I have undertaken basic site audits over the past year for a large construction site and during this time, have developed a few good relationships with the people on site. During a walkabout one day, it was time to focus on the mobile crane operations, so I asked the crane operator, who I knew quite well a few questions. “How often do you crane a suspended load over workers' heads? Mike immediately replied, “never, it’s not allowed”. I thought that that was a pretty good answer as I, like most I hope, would believe that the risk of being under a suspended load is significant, if not for the likelihood that the load could fall, for the consequence that would occur, when it falls. A heavy load landing on a few workers, even one, is almost guaranteed to result in a fatality which would be catastrophic not only to the individual and their family and friends but to the organisation as a whole. Looking around, the site was really busy, so I asked Mike another question. “What’s your schedule looking like Mike, are you guys running on time?” Mike laughed. ”We’re easily 3 weeks behind, the pressure is on.” This was a perfect opportunity for me to ask my final question. I asked Mike for complete honesty which would go unjudged. Highlighting that the site looked quite busy, considering that there was no designated zone for crane movement at the time, I asked Mike if he was willing to tell me the truth. Did they really stop work every time something needed to be moved? The tone changed. “To be honest mate, we probably move a load over people’s heads at least once a week, but it is… relatively low risk.” Those three words intrigued me as further conversation suggested that if the frequency of exposure was low, then the risk was low, perhaps to “acceptable levels”. This experience got me thinking. How many times have I had conversations with people who have tried to downplay the approach to health & safety simply because the risk was low, in their eyes? Have you ever had such conversations? Combined with many different views of “reasonably practicable” and other concepts that are spoken about, is this the type of decision making that risk-based legislation is trying to encourage on the ground or does risk assessment possibly means something different? Even though the level of risk is assessed within a business, at the coal face, should teams rather be focusing on analysing “the risk of” as opposed to the “level of risk”?.

Sharing an idea – What could likelihood assessments look like?

Jeff and Samantha work in the roofing industry.
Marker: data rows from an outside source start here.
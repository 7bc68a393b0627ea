use std::path::PathBuf;
use std::sync::Arc;

use async_trait::async_trait;
use tracing::{debug, info, warn};

use crate::pipeline::collab::{OutgoingFile, OutgoingMessage, ReplyTarget, ResponseSink};
use crate::pipeline::{Action, Node, PipelineError, SharedContext};
use crate::split::MarkupSplitter;

/// Splits the outgoing text, attaches images and table files, delivers,
/// then removes the table artifacts.
pub struct SendResponse {
    sink: Arc<dyn ResponseSink>,
    splitter: MarkupSplitter,
}

impl SendResponse {
    pub fn new(sink: Arc<dyn ResponseSink>, splitter: MarkupSplitter) -> Self {
        Self { sink, splitter }
    }
}

#[derive(Debug, Clone)]
pub struct SendPlan {
    pub target: ReplyTarget,
    pub text: String,
    pub images: Vec<OutgoingFile>,
    /// `(attachment name, path on disk)` for each table artifact.
    pub artifacts: Vec<(String, PathBuf)>,
}

/// Lay chunks and files out as platform messages.
///
/// - no chunks: the files alone, as a reply (nothing at all without files)
/// - one chunk: a reply carrying every file
/// - several: the first is a reply without files, the middle ones plain,
///   the last plain and carrying every file
pub fn plan_dispatch(chunks: Vec<String>, files: Vec<OutgoingFile>) -> Vec<OutgoingMessage> {
    let count = chunks.len();
    if count == 0 {
        if files.is_empty() {
            return Vec::new();
        }
        return vec![OutgoingMessage {
            content: None,
            files,
            reply: true,
        }];
    }

    let mut files = Some(files);
    chunks
        .into_iter()
        .enumerate()
        .map(|(i, chunk)| {
            let last = i + 1 == count;
            OutgoingMessage {
                content: Some(chunk),
                files: if last {
                    files.take().unwrap_or_default()
                } else {
                    Vec::new()
                },
                reply: i == 0,
            }
        })
        .collect()
}

#[async_trait]
impl Node<SharedContext> for SendResponse {
    type Prep = SendPlan;
    type Output = bool;

    fn name(&self) -> &'static str {
        "send_response"
    }

    fn prepare(&self, ctx: &SharedContext) -> Result<SendPlan, PipelineError> {
        Ok(SendPlan {
            target: ReplyTarget {
                channel_id: ctx.message.channel_id,
                message_id: ctx.message.message_id,
            },
            text: ctx.outgoing_text(),
            images: ctx
                .images
                .iter()
                .map(|img| OutgoingFile {
                    filename: img.filename.clone(),
                    data: img.bytes.clone(),
                })
                .collect(),
            artifacts: ctx
                .artifacts
                .iter()
                .map(|a| (a.attachment_name.clone(), a.file_path()))
                .collect(),
        })
    }

    async fn execute(&self, plan: SendPlan) -> Result<bool, PipelineError> {
        let mut files = plan.images;
        for (name, path) in &plan.artifacts {
            match tokio::fs::read(path).await {
                Ok(data) => files.push(OutgoingFile {
                    filename: name.clone(),
                    data,
                }),
                Err(e) => warn!(file = %name, error = %e, "table artifact unreadable, not attaching"),
            }
        }

        let chunks = self.splitter.split(&plan.text);
        let messages = plan_dispatch(chunks, files);
        let total = messages.len();
        if total == 0 {
            warn!(
                channel_id = plan.target.channel_id,
                message_id = plan.target.message_id,
                "reply is blank and has no attachments, nothing sent"
            );
            return Ok(true);
        }
        debug!(channel_id = plan.target.channel_id, messages = total, "dispatching reply");

        for (i, message) in messages.into_iter().enumerate() {
            if let Err(e) = self.sink.deliver(plan.target, message).await {
                warn!(
                    channel_id = plan.target.channel_id,
                    part = i + 1,
                    of = total,
                    error = %e,
                    "failed to deliver reply"
                );
                return Ok(false);
            }
        }
        info!(channel_id = plan.target.channel_id, messages = total, "reply delivered");
        Ok(true)
    }

    fn finalize(&self, ctx: &mut SharedContext, sent: bool) -> Result<Action, PipelineError> {
        for artifact in ctx.artifacts.drain(..) {
            let name = artifact.attachment_name;
            if let Err(e) = artifact.path.close() {
                warn!(file = %name, error = %e, "failed to remove table artifact");
            }
        }
        ctx.delivered = Some(sent);
        Ok(if sent { Action::Sent } else { Action::Failed })
    }
}

#[cfg(test)]
mod tests {
    use std::sync::Mutex;

    use super::*;
    use crate::pipeline::collab::DispatchError;

    #[derive(Default)]
    struct CountingSink {
        delivered: Mutex<usize>,
    }

    #[async_trait]
    impl ResponseSink for CountingSink {
        async fn deliver(
            &self,
            _target: ReplyTarget,
            _message: OutgoingMessage,
        ) -> Result<(), DispatchError> {
            *self.delivered.lock().unwrap() += 1;
            Ok(())
        }
    }

    fn blank_plan(text: &str) -> SendPlan {
        SendPlan {
            target: ReplyTarget {
                channel_id: 1,
                message_id: 2,
            },
            text: text.to_string(),
            images: Vec::new(),
            artifacts: Vec::new(),
        }
    }

    #[tokio::test]
    async fn blank_reply_without_files_delivers_nothing() {
        let sink = Arc::new(CountingSink::default());
        let node = SendResponse::new(sink.clone(), MarkupSplitter::new(100));

        assert!(node.execute(blank_plan("  \n ")).await.unwrap());
        assert_eq!(*sink.delivered.lock().unwrap(), 0);

        assert!(node.execute(blank_plan("hello")).await.unwrap());
        assert_eq!(*sink.delivered.lock().unwrap(), 1);
    }

    fn file(name: &str) -> OutgoingFile {
        OutgoingFile {
            filename: name.to_string(),
            data: vec![1, 2, 3],
        }
    }

    fn chunks(n: usize) -> Vec<String> {
        (1..=n).map(|i| format!("part {i}")).collect()
    }

    #[test]
    fn nothing_to_send() {
        assert!(plan_dispatch(Vec::new(), Vec::new()).is_empty());
    }

    #[test]
    fn files_only_go_out_as_a_reply() {
        let plan = plan_dispatch(Vec::new(), vec![file("table_1.png")]);
        assert_eq!(plan.len(), 1);
        assert_eq!(plan[0].content, None);
        assert!(plan[0].reply);
        assert_eq!(plan[0].files.len(), 1);
    }

    #[test]
    fn single_chunk_carries_all_files() {
        let plan = plan_dispatch(chunks(1), vec![file("a.png"), file("a.md")]);
        assert_eq!(plan.len(), 1);
        assert!(plan[0].reply);
        assert_eq!(plan[0].content.as_deref(), Some("part 1"));
        assert_eq!(plan[0].files.len(), 2);
    }

    #[test]
    fn several_chunks_reply_first_and_attach_last() {
        let plan = plan_dispatch(chunks(3), vec![file("x.png"), file("x.md")]);
        assert_eq!(plan.len(), 3);

        assert!(plan[0].reply);
        assert!(plan[0].files.is_empty());

        assert!(!plan[1].reply);
        assert!(plan[1].files.is_empty());

        assert!(!plan[2].reply);
        let names: Vec<_> = plan[2].files.iter().map(|f| f.filename.as_str()).collect();
        assert_eq!(names, vec!["x.png", "x.md"]);
        assert_eq!(plan[2].content.as_deref(), Some("part 3"));
    }

    #[test]
    fn two_chunks_without_files() {
        let plan = plan_dispatch(chunks(2), Vec::new());
        assert_eq!(plan.len(), 2);
        assert!(plan[0].reply && !plan[1].reply);
        assert!(plan.iter().all(|m| m.files.is_empty()));
    }
}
Every day, they move from site to site and access various rooves to complete different maintenance and installation tasks. Before they even get to do their work, the company that they work for acknowledges its duty to identify hazards associated with the work that they expect their people to do and therefore their senior leadership instigates a risk assessment process, undertaken by a group of competent people.

The risk assessment process, from a higher-level perspective, tries to understand the danger of working at heights and includes some of the risks associated with this work, two distinctive risks in this quick example, being the risk of falling from the roof and the risk of falling through a roof. The likelihood component of the assessment then uses various factors to analyse this, including historical data from the business itself or industry where available. In line with this article, the frequency may also be a consideration where the company identifies the fact that their workers are exposed to heights for a fair portion of their workweek, perhaps up to 70% of the time.

These, amongst others, may be the triggers that suggest that this type of work is a critical risk for the business and its people. Once this is established, the business then sees the sense in analysing the risk further. Further likelihood consideration, determined through task analysis or similar tools, may include determining other factors that increase the likelihood that a fall could occur, for example, the pitch of the roof, surface conditions, wind factor, poor housekeeping, age of the roof, its construction, distraction of workers etc, and factors that affect the likelihood that the predicted consequence will occur, perhaps the height to some degree, the ground conditions, age of the worker, the lack of emergency response or assistance after a fall, isolated workers and so on. These factors can be determined through brainstorming, site visits, the sharing of experiences with the team and even identified causal factors from helpful guides, past incidents, or near-miss investigations.

Once the core risk assessment has been done, the business can determine the controls that should be implemented and the processes (“rules”) that should be followed. When determining the processes, careful attention should be paid to applicable Laws, Regulations and even good practice guides as the requirements in these documents should set minimum standards or expectations, especially when managing critical risks. This would help support a culture where even if the risk level is calculated by the team to be “very low”, the minimum health & safety standards expected by the business, are maintained.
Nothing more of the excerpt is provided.